Ransomware cartels "expand the playbook" - CyberCube

Gangs of cyber criminals, organising themselves along the lines of drug cartels, are changing the ‘rules’ of ransomware attacks to keep ahead of the authorities’ efforts to thwart their activities, according to a report by CyberCube.

The cartels, formed to execute attack campaigns collaboratively, are expanding the playbook used by hackers to include so-called ‘double-extortion’, data exfiltration and data modification, it finds.

In 2021, cybercriminal cartels behind ransomware payloads will be responsible for the majority of attritional losses in the insurance market, and potentially even aggregation events due to cyber-attacks. 

Darren Thomson, CyberCube’s head of Cyber Security Strategy, said: “Cyber criminals are continuing to adjust and improve their ransomware approaches in response to increasingly sophisticated cyber defence – and to reap as much reward as possible. 

“What we’re seeing now is the rise of cyber cartels – loose affiliations of criminal hackers intent on gaining the maximum amount of money possible. They’re doing this by introducing new tactics into their attacks. This keeps them ahead of advances in security and allows them to extort money not once but twice.”

Criminal cartels are expected to continue to target high-profile organisations, including Fortune 500 companies, having researched their ability to pay a ransom prior to the attack. In addition, the techniques used to conduct these attacks are becoming more sophisticated and more targeted in the 2021 period. 

In a double extortion attack, the report says, hackers not only encrypt the victim’s data, but also copy it to one of their own servers. Once the victim has paid the ransom, the cyber cartel still has the data in its possession, which it can use for the purpose of further extortion. Double-extortion first appeared in 2019 and gained popularity in 2020.

Criminals are also starting to threaten data integrity through data modification. In these attacks, the criminals tell the business that element of their data has been altered. These attacks are likely to become increasingly prevalent in the next few years and will focus on sectors utilising sensitive data such as healthcare and financial services.

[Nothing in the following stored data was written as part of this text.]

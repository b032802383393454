//! Resident model handles
//!
//! A [`LoadedModel`] is created only by the registry after a successful load
//! and handed out as a shared [`ModelHandle`] for inference. Recency is
//! tracked with a logical clock so eviction order is total even when two
//! touches land in the same instant.

use crate::loader::NativeSession;
use chrono::{DateTime, Utc};
use orchestra_core::{HandleId, ModelDescriptor, ModelId};
use parking_lot::Mutex;
use serde::Serialize;
use std::sync::atomic::{AtomicU64, Ordering};
use std::sync::Arc;

/// Shared reference to a resident model
pub type ModelHandle = Arc<LoadedModel>;

/// Monotonic usage counter shared by every handle of one registry
#[derive(Debug, Default)]
pub struct UsageClock {
    tick: AtomicU64,
}

impl UsageClock {
    /// Next tick, strictly greater than every previous one
    #[inline]
    pub fn advance(&self) -> u64 {
        self.tick.fetch_add(1, Ordering::SeqCst) + 1
    }
}

/// Snapshot of a resident model
#[derive(Debug, Clone, PartialEq, Eq, Serialize)]
pub struct LoadedModelInfo {
    pub model_id: ModelId,
    pub handle_id: HandleId,
    pub resident_bytes: u64,
    pub loaded_at: DateTime<Utc>,
    pub last_used_at: DateTime<Utc>,
    pub last_used_tick: u64,
}

/// A live, resident model instance
#[derive(Debug)]
pub struct LoadedModel {
    handle_id: HandleId,
    descriptor: ModelDescriptor,
    session: Arc<dyn NativeSession>,
    resident_bytes: u64,
    loaded_at: DateTime<Utc>,
    last_used_tick: AtomicU64,
    last_used_at: Mutex<DateTime<Utc>>,
    clock: Arc<UsageClock>,
}

impl LoadedModel {
    pub(crate) fn new(
        descriptor: ModelDescriptor,
        session: Box<dyn NativeSession>,
        resident_bytes: u64,
        clock: Arc<UsageClock>,
    ) -> Self {
        let now = Utc::now();
        Self {
            handle_id: HandleId::new(),
            descriptor,
            session: Arc::from(session),
            resident_bytes,
            loaded_at: now,
            last_used_tick: AtomicU64::new(clock.advance()),
            last_used_at: Mutex::new(now),
            clock,
        }
    }

    /// Mark as used now
    pub fn touch(&self) {
        self.last_used_tick
            .store(self.clock.advance(), Ordering::SeqCst);
        *self.last_used_at.lock() = Utc::now();
    }

    #[inline]
    #[must_use]
    pub fn handle_id(&self) -> HandleId {
        self.handle_id
    }

    #[inline]
    #[must_use]
    pub fn model_id(&self) -> &ModelId {
        &self.descriptor.id
    }

    /// Descriptor as of load time
    #[inline]
    #[must_use]
    pub fn descriptor(&self) -> &ModelDescriptor {
        &self.descriptor
    }

    #[inline]
    #[must_use]
    pub fn resident_bytes(&self) -> u64 {
        self.resident_bytes
    }

    #[inline]
    #[must_use]
    pub fn loaded_at(&self) -> DateTime<Utc> {
        self.loaded_at
    }

    /// Logical recency; larger is more recent
    #[inline]
    #[must_use]
    pub fn last_used_tick(&self) -> u64 {
        self.last_used_tick.load(Ordering::SeqCst)
    }

    #[must_use]
    pub fn last_used_at(&self) -> DateTime<Utc> {
        *self.last_used_at.lock()
    }

    pub(crate) fn session(&self) -> Arc<dyn NativeSession> {
        Arc::clone(&self.session)
    }

    /// Detached copy for reporting
    #[must_use]
    pub fn info(&self) -> LoadedModelInfo {
        LoadedModelInfo {
            model_id: self.descriptor.id.clone(),
            handle_id: self.handle_id,
            resident_bytes: self.resident_bytes,
            loaded_at: self.loaded_at,
            last_used_at: self.last_used_at(),
            last_used_tick: self.last_used_tick(),
        }
    }
}
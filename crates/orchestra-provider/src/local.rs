//! Local model provider
//!
//! Serves completions from models held by a [`ModelRegistry`]. The target
//! model is resolved from the request (explicit name or id, else the first
//! registered text-generation model) and loaded implicitly on first use.

use crate::counters::ProviderCounters;
use crate::provider::Provider;
use async_trait::async_trait;
use chrono::Utc;
use orchestra_core::{
    Capability, CompletionRequest, CompletionResponse, ModelDescriptor, OrchestraError,
    ProviderCapabilities, ProviderKind, ProviderMetrics, ProviderStatus, Result,
};
use orchestra_models::{InferenceExecutor, ModelHandle, ModelRegistry};
use std::sync::Arc;
use std::time::Duration;

/// Context window reported for local models
const LOCAL_MAX_CONTEXT: u32 = 2048;

/// Counter key for requests that never resolved a model
const UNRESOLVED_MODEL: &str = "<unresolved>";

/// Provider backed by the local model registry
#[derive(Debug)]
pub struct LocalModelProvider {
    id: String,
    registry: Arc<ModelRegistry>,
    executor: InferenceExecutor,
    counters: ProviderCounters,
}

impl LocalModelProvider {
    /// Create provider over a shared registry
    #[must_use]
    pub fn new(id: impl Into<String>, registry: Arc<ModelRegistry>) -> Self {
        let id = id.into();
        Self {
            counters: ProviderCounters::new(id.clone()),
            id,
            registry,
            executor: InferenceExecutor::new(),
        }
    }

    /// Registry this provider serves from
    #[inline]
    #[must_use]
    pub fn registry(&self) -> &Arc<ModelRegistry> {
        &self.registry
    }

    fn resolve(&self, request: &CompletionRequest) -> Result<ModelDescriptor> {
        match request.model.as_deref() {
            Some(name) => self
                .registry
                .resolve(name)
                .ok_or_else(|| OrchestraError::model_not_found(name)),
            None => self
                .registry
                .first_capable(Capability::TextGeneration)
                .ok_or_else(|| {
                    OrchestraError::NotFound("no text-generation model registered".to_string())
                }),
        }
    }

    async fn acquire(&self, descriptor: &ModelDescriptor) -> Result<ModelHandle> {
        if let Some(handle) = self.registry.handle(&descriptor.id) {
            return Ok(handle);
        }
        tracing::info!("Local provider loading {} on demand", descriptor.id);
        self.registry.load(&descriptor.id).await
    }

    async fn run(&self, descriptor: &ModelDescriptor, request: &CompletionRequest) -> Result<CompletionResponse> {
        let handle = self.acquire(descriptor).await?;
        let completion = self
            .executor
            .complete(&handle, &request.prompt, request.max_tokens, request.temperature)
            .await?;
        Ok(CompletionResponse {
            text: completion.text,
            tokens_used: completion.tokens_used,
            cost_estimate: 0.0,
            latency_ms: 0,
            provider: self.id.clone(),
            model: descriptor.id.to_string(),
            cached: false,
        })
    }
}

#[async_trait]
impl Provider for LocalModelProvider {
    fn id(&self) -> &str {
        &self.id
    }

    fn kind(&self) -> ProviderKind {
        ProviderKind::Local
    }

    fn is_available(&self) -> bool {
        self.registry
            .first_capable(Capability::TextGeneration)
            .is_some()
    }

    async fn list_models(&self) -> Result<Vec<String>> {
        Ok(self
            .registry
            .list_available()
            .into_iter()
            .map(|d| d.id.to_string())
            .collect())
    }

    async fn test_connection(&self) -> bool {
        self.is_available()
    }

    async fn execute_completion(&self, request: &CompletionRequest) -> Result<CompletionResponse> {
        let mut tracker = self
            .counters
            .track(request.model.as_deref().unwrap_or(UNRESOLVED_MODEL));

        let descriptor = match self.resolve(request) {
            Ok(d) => d,
            Err(e) => {
                tracker.fail();
                return Err(e);
            }
        };
        tracker.set_model(descriptor.id.as_str());

        match self.run(&descriptor, request).await {
            Ok(mut response) => {
                response.latency_ms = millis(tracker.succeed(0.0));
                Ok(response)
            }
            Err(e) => {
                tracing::warn!("Local completion on {} failed: {}", descriptor.id, e);
                tracker.fail();
                Err(e)
            }
        }
    }

    fn capabilities(&self) -> ProviderCapabilities {
        ProviderCapabilities {
            streaming: false,
            function_calling: false,
            vision: false,
            max_context: LOCAL_MAX_CONTEXT,
            formats: vec!["onnx".to_string()],
        }
    }

    fn status(&self) -> ProviderStatus {
        let registered = self.registry.list_available().len();
        let stats = self.registry.memory_stats();
        let idle = self.counters.total_requests() == 0;
        let healthy = idle || (self.counters.is_healthy() && stats.loaded_count > 0);

        ProviderStatus {
            available: self.is_available(),
            healthy,
            message: format!(
                "{registered} model(s) registered, {} loaded, memory {:.1}%",
                stats.loaded_count,
                stats.usage_percent()
            ),
            last_request_at: self.counters.last_request_at(),
            avg_latency_ms: self.counters.avg_latency_ms(),
            checked_at: Utc::now(),
        }
    }

    fn metrics(&self) -> ProviderMetrics {
        self.counters.snapshot()
    }
}

#[allow(clippy::cast_possible_truncation)]
fn millis(d: Duration) -> u64 {
    d.as_millis().min(u128::from(u64::MAX)) as u64
}

#[cfg(test)]
mod tests {
    use super::*;
    use orchestra_core::ModelMetadata;
    use orchestra_models::ReferenceLoader;

    fn provider_with(models: &[(&str, ModelMetadata)]) -> (tempfile::TempDir, LocalModelProvider) {
        let dir = tempfile::tempdir().unwrap();
        let registry = Arc::new(ModelRegistry::new(
            Arc::new(ReferenceLoader::default()),
            10_000,
        ));
        for (name, meta) in models {
            let path = dir.path().join(format!("{name}.onnx"));
            std::fs::write(&path, name.as_bytes()).unwrap();
            registry
                .register_with_metadata(name, &path, meta.clone())
                .unwrap();
        }
        (dir, LocalModelProvider::new("local", registry))
    }

    #[tokio::test]
    async fn implicit_load_and_metrics() {
        let (_dir, provider) = provider_with(&[
            ("embedder", ModelMetadata::embeddings(100)),
            ("writer", ModelMetadata::text_generation(100)),
        ]);
        let request = CompletionRequest::new("describe the endpoint")
            .with_max_tokens(8)
            .with_temperature(0.0);

        let response = provider.execute_completion(&request).await.unwrap();

        assert_eq!(response.model, "writer");
        assert_eq!(response.provider, "local");
        assert!(response.tokens_used > 0);
        assert!(!response.cached);
        assert_eq!(provider.registry().memory_stats().loaded_count, 1);

        let metrics = provider.metrics();
        assert_eq!(metrics.successful_requests, 1);
        assert_eq!(metrics.per_model.get("writer").unwrap().successes, 1);
        assert!(provider.status().healthy);
    }

    #[tokio::test]
    async fn unknown_model_counts_as_failure() {
        let (_dir, provider) = provider_with(&[("writer", ModelMetadata::text_generation(1))]);
        let request = CompletionRequest::new("x").with_model("ghost");

        let err = provider.execute_completion(&request).await.unwrap_err();

        assert!(matches!(err, OrchestraError::NotFound(_)));
        let metrics = provider.metrics();
        assert_eq!(metrics.failed_requests, 1);
        assert_eq!(metrics.per_model.get("ghost").unwrap().failures, 1);
    }

    #[tokio::test]
    async fn embeddings_only_model_is_unsupported() {
        let (_dir, provider) = provider_with(&[("embedder", ModelMetadata::embeddings(1))]);
        assert!(!provider.is_available());

        let request = CompletionRequest::new("x").with_model("embedder");
        let err = provider.execute_completion(&request).await.unwrap_err();
        assert!(matches!(err, OrchestraError::CapabilityUnsupported { .. }));
        assert_eq!(provider.metrics().per_model.get("embedder").unwrap().failures, 1);
    }

    #[tokio::test]
    async fn unhealthy_without_loaded_models() {
        let (_dir, provider) = provider_with(&[("writer", ModelMetadata::text_generation(1))]);
        let request = CompletionRequest::new("x").with_temperature(0.0);
        provider.execute_completion(&request).await.unwrap();
        assert!(provider.status().healthy);

        provider.registry().shutdown_all().await;
        assert!(!provider.status().healthy);
        assert!(provider.status().available);
    }

    #[tokio::test]
    async fn list_models_and_capabilities() {
        let (_dir, provider) = provider_with(&[
            ("a", ModelMetadata::text_generation(1)),
            ("b", ModelMetadata::embeddings(1)),
        ]);
        assert_eq!(provider.list_models().await.unwrap(), vec!["a", "b"]);
        assert!(provider.test_connection().await);
        assert_eq!(provider.kind(), ProviderKind::Local);
        assert!(!provider.capabilities().streaming);
    }
}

There are now many prolific double-extortion ransomware cartels –  Maze, REvil, Sodinokibi, DoppelPaymer, Nemty and more – creating their own websites where they publish data stolen from non-paying victims. 

Other newly emerging ransomware-related threats include the development of ransomware worms – malware that can spread without human interaction – and increasing focus on so-called ‘single points of failure’ (SPoFs).

SPoFs are systems and services common to many thousands or millions of users and have the potential to affect large swathes of businesses. The recent attacks on Microsoft Exchange are a good example of this type of SPoF attack.

According to Security Boulevard, 337 confirmed ransomware events also resulted in a data breach in 2019. That number doubled to 676 in 2020.